A/B testing works the same way, except instead of switching signs on different days, you show the yellow sign to half the people walking by and the blue sign to the other half at the same time. That way you can be sure the difference in customers is because of the sign color, not because one day was sunnier than the other.

Statistical foundations

A/B testing is rooted in the framework of frequentist hypothesis testing. The core procedure involves formulating a null hypothesis and an alternative hypothesis, then collecting data to evaluate whether the observed difference between groups is statistically significant.

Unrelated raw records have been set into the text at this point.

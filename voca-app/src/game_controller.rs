use anyhow::Result;
use std::sync::Arc;
use tracing::{error, info, warn};

use crate::progress_tracker::ProgressTracker;
use voca_core::{
    CurrentRound, GameError, GameEvent, GameEventBus, GameSession, WordCorpus, WordPool,
};
use voca_types::{
    GameStatus, GradeSelector, GradeStats, GuessMode, GuessOutcome, RoundCompletion, RoundResult,
    RoundView,
};

/// Ties the word pool, the round state machine and the progress tracker
/// together for a single player.
///
/// Everything here is synchronous; persistence happens behind the tracker's
/// write queue and is awaited only by `persist`.
pub struct GameController {
    corpus: Arc<WordCorpus>,
    tracker: ProgressTracker,
    events: GameEventBus,
    mode: GuessMode,
    grade: GradeSelector,
    pool: Option<WordPool>,
    round: CurrentRound,
}

impl GameController {
    /// Resume on the remembered grade and deal the first word
    pub fn start(
        corpus: Arc<WordCorpus>,
        tracker: ProgressTracker,
        mode: GuessMode,
        events: GameEventBus,
    ) -> Self {
        let grade = tracker.current_grade();
        let mut controller = Self {
            corpus,
            tracker,
            events,
            mode,
            grade,
            pool: None,
            round: CurrentRound::Unavailable {
                grade,
                reason: "Not started".to_string(),
            },
        };
        controller.select_grade(grade);
        controller
    }

    /// Switch to `grade` and deal a word from it.
    ///
    /// A grade without words falls back to grade 1. If grade 1 has none
    /// either, the controller parks in the `Unavailable` state.
    pub fn select_grade(&mut self, grade: GradeSelector) {
        let pool = match WordPool::load_candidates(&self.corpus, grade) {
            Ok(pool) => Ok(pool),
            Err(e) if grade != GradeSelector::DEFAULT => {
                warn!("{}; falling back to grade {}", e, GradeSelector::DEFAULT);
                WordPool::load_candidates(&self.corpus, GradeSelector::DEFAULT)
            }
            Err(e) => Err(e),
        };

        match pool {
            Ok(pool) => {
                self.grade = pool.grade();
                self.pool = Some(pool);
                self.tracker.set_current_grade(self.grade);
                info!("Playing grade {} in {} mode", self.grade, self.mode);
                self.deal();
            }
            Err(e) => {
                error!("No playable words: {}", e);
                self.grade = grade;
                self.pool = None;
                self.round = CurrentRound::Unavailable {
                    grade,
                    reason: e.to_string(),
                };
            }
        }
    }

    /// Move on to another word.
    ///
    /// An unfinished round is abandoned without touching stats. On the
    /// all-solved screen the grade's solved history is reset first.
    pub fn next_round(&mut self) {
        match &self.round {
            CurrentRound::AllSolved { grade } => {
                let grade = *grade;
                self.reset_grade(grade);
            }
            CurrentRound::Unavailable { .. } => {
                self.select_grade(self.grade);
                return;
            }
            CurrentRound::Active(session) if session.status() == GameStatus::Playing => {
                info!("Round {} abandoned", session.round_id());
            }
            CurrentRound::Active(_) => {}
        }
        self.deal();
    }

    /// Guess one letter of the current word
    pub fn submit_guess(&mut self, guess: char) -> Result<GuessOutcome, GameError> {
        let session = self.round.session_mut().ok_or(GameError::NoActiveRound)?;
        let outcome = session.evaluate_guess(guess)?;

        let round_id = session.round_id();
        let letter = session.attempted_letters().last().copied().unwrap_or(guess);
        let lives_remaining = session.lives_remaining();
        let event = match outcome {
            GuessOutcome::Correct | GuessOutcome::RoundWon => GameEvent::LetterAccepted { round_id, letter },
            GuessOutcome::Incorrect { .. } | GuessOutcome::RoundLost => GameEvent::LetterRejected {
                round_id,
                letter,
                lives_remaining,
            },
        };
        self.events.publish(event);

        if outcome.ends_round() {
            self.report_completion();
        }
        Ok(outcome)
    }

    /// Give up the current word, counting it as a loss
    pub fn forfeit(&mut self) -> Result<(), GameError> {
        let session = self.round.session_mut().ok_or(GameError::NoActiveRound)?;
        if !session.finalize_loss() {
            return Err(GameError::RoundFinished {
                status: session.status(),
            });
        }
        self.report_completion();
        Ok(())
    }

    /// Clear the solved history of the current grade
    pub fn reset_progress(&mut self) {
        self.reset_grade(self.grade);
        if self.round.is_all_solved() {
            self.deal();
        }
    }

    fn reset_grade(&mut self, grade: GradeSelector) {
        self.tracker.reset_grade(grade);
        self.events.publish(GameEvent::GradeReset { grade });
    }

    fn deal(&mut self) {
        let Some(pool) = &self.pool else {
            warn!("No word pool loaded for grade {}", self.grade);
            return;
        };

        let picked = pool
            .pick_random(self.tracker.solved(self.grade), &mut rand::thread_rng())
            .cloned();

        match picked {
            Ok(word) => {
                let session = GameSession::start_round(word, self.mode);
                self.events.publish(GameEvent::RoundStarted {
                    round_id: session.round_id(),
                    word_id: session.word().id.clone(),
                    grade: self.grade,
                    mode: self.mode,
                });
                self.round = CurrentRound::Active(session);
            }
            Err(e) => {
                info!("{}", e);
                self.round = CurrentRound::AllSolved { grade: self.grade };
                self.events.publish(GameEvent::PoolExhausted { grade: self.grade });
            }
        }
    }

    fn report_completion(&mut self) {
        let Some(session) = self.round.session_mut() else {
            return;
        };
        let Some(RoundCompletion {
            round_id,
            word_id,
            solution,
            word_length,
            result,
            ..
        }) = session.take_completion()
        else {
            return;
        };

        let event = match result {
            RoundResult::Won => {
                let record = self.tracker.record_win(self.grade, &word_id, word_length);
                GameEvent::RoundWon {
                    round_id,
                    word_id,
                    reward: record.reward,
                }
            }
            RoundResult::Lost => {
                self.tracker.record_loss(self.grade);
                GameEvent::RoundLost {
                    round_id,
                    word_id,
                    solution,
                }
            }
        };
        self.events.publish(event);
    }

    pub fn view(&self) -> RoundView {
        self.round.view(self.grade, self.mode)
    }

    pub fn round(&self) -> &CurrentRound {
        &self.round
    }

    pub fn session(&self) -> Option<&GameSession> {
        self.round.session()
    }

    pub fn grade(&self) -> GradeSelector {
        self.grade
    }

    pub fn mode(&self) -> GuessMode {
        self.mode
    }

    pub fn stats(&self) -> GradeStats {
        self.tracker.stats(self.grade)
    }

    pub fn played_grades(&self) -> Vec<(GradeSelector, GradeStats)> {
        self.tracker.played_grades()
    }

    pub fn reward_balance(&self) -> u64 {
        self.tracker.reward_balance()
    }

    pub fn tracker(&self) -> &ProgressTracker {
        &self.tracker
    }

    /// Wait until every queued progress write has been attempted.
    /// Returns how many keys could not be saved.
    pub async fn persist(&self) -> Result<usize> {
        let pending = self.tracker.flush().await?;
        if pending > 0 {
            warn!("{} progress entries are not saved yet", pending);
        }
        Ok(pending)
    }
}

Null and alternative hypotheses

The null hypothesis (H0) states that there is no difference between the control and treatment groups. For example, if the metric of interest is conversion rate, H0 asserts that both variants produce the same conversion rate. The alternative hypothesis (H1) states that a difference does exist. A/B tests may use one-sided alternatives (the treatment is better) or two-sided alternatives (the treatment is different in either direction).

P-value and significance level

The p-value is the probability of observing results as extreme as the measured outcome, assuming the null hypothesis is true. Before running the experiment, practitioners choose a significance level (alpha), commonly set at 0.05. If the computed p-value falls below alpha, the null hypothesis is rejected, and the result is deemed statistically significant. A significance level of 0.05 means there is a 5% chance of concluding that a difference exists when there is actually none (a Type I error, or false positive).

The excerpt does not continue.